■ What is required: Copy out every line in the entries below that includes "filename".
*** Opening Listed records ***
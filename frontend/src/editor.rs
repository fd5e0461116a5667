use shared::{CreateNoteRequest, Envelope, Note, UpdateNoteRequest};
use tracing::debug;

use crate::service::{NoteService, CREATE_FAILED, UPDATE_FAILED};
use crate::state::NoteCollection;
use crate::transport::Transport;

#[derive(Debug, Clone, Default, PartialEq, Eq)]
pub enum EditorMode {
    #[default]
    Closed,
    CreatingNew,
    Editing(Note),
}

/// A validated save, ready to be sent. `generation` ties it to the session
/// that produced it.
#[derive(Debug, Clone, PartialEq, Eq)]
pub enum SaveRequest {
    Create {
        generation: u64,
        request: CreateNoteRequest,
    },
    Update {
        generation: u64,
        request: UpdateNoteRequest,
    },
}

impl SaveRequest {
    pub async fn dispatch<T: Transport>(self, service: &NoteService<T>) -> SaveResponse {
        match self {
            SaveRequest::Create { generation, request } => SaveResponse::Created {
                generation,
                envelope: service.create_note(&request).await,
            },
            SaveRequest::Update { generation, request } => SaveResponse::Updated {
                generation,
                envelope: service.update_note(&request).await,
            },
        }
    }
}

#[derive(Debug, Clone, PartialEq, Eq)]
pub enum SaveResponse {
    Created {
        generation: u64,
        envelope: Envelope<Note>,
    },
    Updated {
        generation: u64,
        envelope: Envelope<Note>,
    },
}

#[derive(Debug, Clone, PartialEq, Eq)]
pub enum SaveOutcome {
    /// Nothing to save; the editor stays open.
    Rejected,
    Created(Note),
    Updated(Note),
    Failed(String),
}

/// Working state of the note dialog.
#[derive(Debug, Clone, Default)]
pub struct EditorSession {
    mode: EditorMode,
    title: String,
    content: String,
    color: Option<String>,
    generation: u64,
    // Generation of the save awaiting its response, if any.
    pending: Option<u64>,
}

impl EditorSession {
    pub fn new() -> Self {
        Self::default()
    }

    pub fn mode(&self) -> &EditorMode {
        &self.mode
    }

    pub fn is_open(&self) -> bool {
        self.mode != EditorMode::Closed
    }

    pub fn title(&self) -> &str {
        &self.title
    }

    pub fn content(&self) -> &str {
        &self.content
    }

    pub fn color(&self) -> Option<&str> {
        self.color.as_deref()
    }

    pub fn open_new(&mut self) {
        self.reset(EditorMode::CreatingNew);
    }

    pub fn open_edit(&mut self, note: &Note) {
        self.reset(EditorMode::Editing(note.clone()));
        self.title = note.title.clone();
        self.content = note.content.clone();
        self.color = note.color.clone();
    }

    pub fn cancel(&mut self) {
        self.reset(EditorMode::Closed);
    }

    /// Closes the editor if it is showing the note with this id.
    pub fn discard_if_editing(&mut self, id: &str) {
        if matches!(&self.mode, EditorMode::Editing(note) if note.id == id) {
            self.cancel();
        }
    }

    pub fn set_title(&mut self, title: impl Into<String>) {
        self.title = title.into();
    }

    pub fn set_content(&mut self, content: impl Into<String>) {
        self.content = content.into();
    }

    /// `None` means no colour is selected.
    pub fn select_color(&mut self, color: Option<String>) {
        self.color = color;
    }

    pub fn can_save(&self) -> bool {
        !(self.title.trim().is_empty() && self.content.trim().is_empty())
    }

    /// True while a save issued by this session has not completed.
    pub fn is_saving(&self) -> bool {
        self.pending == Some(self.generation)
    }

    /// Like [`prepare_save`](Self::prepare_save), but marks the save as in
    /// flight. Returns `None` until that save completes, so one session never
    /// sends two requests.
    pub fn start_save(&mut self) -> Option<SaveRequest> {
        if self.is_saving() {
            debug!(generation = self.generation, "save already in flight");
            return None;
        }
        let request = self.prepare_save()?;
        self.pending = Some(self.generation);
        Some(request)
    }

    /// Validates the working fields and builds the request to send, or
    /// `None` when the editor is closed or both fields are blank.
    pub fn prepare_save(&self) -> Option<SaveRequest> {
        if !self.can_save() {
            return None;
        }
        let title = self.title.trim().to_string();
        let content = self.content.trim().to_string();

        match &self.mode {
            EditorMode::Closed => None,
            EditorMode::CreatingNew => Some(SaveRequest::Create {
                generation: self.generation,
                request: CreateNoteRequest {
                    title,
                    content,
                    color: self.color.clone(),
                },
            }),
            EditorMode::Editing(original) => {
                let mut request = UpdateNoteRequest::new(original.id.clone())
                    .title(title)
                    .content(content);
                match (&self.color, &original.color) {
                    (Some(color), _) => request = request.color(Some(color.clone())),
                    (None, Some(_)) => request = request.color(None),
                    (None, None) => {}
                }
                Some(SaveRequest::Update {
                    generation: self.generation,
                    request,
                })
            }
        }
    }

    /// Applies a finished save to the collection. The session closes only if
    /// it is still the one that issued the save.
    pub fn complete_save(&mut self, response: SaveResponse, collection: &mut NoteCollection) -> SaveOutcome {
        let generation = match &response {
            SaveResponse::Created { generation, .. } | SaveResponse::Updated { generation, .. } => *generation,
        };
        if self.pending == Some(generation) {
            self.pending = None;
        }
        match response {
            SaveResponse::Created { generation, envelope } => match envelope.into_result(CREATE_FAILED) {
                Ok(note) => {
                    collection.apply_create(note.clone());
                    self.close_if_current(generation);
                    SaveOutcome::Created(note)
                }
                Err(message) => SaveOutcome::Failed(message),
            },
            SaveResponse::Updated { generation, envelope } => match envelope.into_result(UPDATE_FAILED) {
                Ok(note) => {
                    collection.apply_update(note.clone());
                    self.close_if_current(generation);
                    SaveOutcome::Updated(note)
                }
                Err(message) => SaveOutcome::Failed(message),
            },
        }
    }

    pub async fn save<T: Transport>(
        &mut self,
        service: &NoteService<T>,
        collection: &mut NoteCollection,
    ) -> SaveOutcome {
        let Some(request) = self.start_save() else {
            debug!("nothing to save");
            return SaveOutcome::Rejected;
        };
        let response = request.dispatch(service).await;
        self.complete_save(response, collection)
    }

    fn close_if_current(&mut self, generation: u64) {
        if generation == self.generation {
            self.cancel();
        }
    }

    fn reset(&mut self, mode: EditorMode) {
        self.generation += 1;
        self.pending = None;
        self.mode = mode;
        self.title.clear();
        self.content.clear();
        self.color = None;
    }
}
*** Closing Listed records ***
*** Opening Listed records ***
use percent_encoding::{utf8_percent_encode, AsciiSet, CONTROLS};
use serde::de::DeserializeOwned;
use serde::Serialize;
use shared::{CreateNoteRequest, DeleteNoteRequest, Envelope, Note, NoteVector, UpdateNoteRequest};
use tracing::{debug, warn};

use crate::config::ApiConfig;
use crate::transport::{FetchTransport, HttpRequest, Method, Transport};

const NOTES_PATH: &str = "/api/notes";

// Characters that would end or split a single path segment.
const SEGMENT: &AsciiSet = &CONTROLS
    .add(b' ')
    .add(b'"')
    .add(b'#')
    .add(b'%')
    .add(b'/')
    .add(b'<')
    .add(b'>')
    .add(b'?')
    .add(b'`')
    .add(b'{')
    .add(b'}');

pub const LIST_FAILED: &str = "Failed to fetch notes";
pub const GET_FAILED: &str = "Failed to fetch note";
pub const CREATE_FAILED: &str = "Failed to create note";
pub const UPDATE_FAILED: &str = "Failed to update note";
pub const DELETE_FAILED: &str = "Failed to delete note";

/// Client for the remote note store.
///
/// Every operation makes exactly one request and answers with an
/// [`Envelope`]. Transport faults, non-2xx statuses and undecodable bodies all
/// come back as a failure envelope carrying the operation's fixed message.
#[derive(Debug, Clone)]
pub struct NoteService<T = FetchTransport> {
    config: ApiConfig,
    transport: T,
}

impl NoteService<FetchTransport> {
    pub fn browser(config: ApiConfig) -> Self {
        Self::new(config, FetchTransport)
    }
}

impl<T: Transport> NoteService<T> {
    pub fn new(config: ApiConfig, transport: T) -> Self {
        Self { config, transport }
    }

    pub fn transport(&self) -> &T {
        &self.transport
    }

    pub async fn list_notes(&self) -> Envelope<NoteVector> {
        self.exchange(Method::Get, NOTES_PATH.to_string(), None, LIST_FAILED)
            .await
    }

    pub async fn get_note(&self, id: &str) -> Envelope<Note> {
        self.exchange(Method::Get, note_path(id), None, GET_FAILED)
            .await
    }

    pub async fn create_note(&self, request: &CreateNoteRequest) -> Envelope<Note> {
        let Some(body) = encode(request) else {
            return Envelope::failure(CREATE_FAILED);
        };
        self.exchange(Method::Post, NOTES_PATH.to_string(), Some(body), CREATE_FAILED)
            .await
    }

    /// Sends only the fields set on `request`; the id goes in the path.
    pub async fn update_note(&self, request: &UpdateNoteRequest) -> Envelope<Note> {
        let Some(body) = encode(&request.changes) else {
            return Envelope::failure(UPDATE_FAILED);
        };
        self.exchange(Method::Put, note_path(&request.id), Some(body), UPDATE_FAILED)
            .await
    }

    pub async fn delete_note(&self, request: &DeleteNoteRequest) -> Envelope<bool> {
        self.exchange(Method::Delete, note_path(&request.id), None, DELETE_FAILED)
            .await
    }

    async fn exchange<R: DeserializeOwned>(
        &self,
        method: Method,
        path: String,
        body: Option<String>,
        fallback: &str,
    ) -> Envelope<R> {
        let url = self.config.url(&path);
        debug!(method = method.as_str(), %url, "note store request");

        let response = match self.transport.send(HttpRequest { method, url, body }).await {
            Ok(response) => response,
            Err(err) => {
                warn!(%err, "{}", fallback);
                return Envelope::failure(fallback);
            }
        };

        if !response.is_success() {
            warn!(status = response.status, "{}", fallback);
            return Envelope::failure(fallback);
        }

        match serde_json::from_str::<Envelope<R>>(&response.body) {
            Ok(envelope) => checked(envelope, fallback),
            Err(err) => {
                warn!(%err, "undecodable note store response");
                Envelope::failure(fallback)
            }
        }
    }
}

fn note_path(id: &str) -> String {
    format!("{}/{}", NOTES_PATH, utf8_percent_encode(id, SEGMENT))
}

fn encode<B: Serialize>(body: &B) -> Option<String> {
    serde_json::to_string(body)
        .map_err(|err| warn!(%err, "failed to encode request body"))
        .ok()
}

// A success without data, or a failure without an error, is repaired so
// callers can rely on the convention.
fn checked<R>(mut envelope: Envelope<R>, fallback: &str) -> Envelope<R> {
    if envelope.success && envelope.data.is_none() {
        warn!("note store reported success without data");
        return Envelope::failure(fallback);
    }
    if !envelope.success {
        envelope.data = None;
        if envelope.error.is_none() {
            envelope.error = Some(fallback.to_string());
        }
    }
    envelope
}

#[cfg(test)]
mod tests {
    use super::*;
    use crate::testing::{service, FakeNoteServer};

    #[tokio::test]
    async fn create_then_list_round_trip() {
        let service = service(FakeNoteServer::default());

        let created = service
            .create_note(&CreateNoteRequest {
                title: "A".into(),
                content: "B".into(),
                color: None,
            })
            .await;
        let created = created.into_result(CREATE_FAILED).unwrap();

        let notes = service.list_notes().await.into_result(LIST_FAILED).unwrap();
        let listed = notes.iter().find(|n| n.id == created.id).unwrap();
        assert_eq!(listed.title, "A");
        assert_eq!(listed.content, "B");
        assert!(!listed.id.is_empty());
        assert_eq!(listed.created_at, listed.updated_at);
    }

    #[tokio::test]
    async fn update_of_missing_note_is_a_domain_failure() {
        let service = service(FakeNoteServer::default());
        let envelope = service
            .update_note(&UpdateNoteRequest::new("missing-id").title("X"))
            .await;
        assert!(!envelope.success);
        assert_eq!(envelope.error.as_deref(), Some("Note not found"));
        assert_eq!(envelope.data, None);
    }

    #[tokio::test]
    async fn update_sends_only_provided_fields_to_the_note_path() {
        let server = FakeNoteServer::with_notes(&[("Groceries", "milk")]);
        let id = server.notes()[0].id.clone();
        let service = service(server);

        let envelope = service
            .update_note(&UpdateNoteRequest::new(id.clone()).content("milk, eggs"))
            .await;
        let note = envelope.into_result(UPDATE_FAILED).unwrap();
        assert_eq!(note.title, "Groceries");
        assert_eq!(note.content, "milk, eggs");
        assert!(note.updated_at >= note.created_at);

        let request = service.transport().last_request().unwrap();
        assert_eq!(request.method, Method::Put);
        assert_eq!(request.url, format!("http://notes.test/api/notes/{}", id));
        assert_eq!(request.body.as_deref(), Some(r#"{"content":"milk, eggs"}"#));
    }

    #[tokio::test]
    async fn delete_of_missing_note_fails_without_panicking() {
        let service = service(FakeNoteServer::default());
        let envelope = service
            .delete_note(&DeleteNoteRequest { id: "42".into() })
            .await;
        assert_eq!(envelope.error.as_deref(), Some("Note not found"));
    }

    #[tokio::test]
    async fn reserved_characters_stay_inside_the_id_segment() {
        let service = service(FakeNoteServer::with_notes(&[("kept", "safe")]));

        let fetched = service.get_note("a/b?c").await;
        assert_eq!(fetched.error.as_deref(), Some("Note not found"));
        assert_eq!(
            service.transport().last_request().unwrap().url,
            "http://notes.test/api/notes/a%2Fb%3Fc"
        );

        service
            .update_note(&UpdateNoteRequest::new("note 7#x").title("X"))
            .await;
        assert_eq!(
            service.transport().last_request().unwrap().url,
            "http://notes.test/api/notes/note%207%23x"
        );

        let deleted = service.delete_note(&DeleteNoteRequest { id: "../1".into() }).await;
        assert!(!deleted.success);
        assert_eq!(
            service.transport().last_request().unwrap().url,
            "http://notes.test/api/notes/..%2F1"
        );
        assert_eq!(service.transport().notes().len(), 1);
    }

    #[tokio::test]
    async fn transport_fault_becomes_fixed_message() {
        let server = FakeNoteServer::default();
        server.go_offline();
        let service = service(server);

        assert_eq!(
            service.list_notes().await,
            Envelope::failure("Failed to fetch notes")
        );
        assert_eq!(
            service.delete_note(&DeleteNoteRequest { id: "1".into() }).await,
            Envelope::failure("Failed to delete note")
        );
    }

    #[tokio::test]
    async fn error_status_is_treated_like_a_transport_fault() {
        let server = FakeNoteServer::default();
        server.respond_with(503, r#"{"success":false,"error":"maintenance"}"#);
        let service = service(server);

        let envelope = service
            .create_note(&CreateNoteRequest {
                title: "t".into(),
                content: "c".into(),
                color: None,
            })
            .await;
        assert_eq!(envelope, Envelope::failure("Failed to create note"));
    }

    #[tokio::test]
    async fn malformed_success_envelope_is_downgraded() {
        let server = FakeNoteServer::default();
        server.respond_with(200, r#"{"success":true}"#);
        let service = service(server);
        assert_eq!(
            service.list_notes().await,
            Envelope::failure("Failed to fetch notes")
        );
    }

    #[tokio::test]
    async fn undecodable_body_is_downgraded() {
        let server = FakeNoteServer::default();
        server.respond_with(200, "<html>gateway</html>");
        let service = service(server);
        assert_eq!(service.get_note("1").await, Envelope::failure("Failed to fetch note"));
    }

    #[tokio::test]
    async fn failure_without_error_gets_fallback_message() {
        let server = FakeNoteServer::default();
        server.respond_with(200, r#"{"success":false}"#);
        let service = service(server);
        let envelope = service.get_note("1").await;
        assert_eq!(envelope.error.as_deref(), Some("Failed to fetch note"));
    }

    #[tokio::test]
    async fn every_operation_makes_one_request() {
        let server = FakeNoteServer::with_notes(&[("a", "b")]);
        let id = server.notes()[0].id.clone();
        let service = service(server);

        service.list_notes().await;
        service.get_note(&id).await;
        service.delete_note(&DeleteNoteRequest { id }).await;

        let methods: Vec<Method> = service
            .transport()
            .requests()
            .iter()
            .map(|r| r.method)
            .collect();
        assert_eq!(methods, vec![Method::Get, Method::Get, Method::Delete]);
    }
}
*** Closing Listed records ***
*** Opening Listed records ***
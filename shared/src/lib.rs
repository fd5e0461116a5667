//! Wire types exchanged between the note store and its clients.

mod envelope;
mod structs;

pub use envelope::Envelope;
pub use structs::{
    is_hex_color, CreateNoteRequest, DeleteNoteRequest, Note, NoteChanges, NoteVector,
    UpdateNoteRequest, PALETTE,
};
*** Closing Listed records ***
■ Answer for the task:
filename frontend/src/editor.rs
filename shared/src/lib.rs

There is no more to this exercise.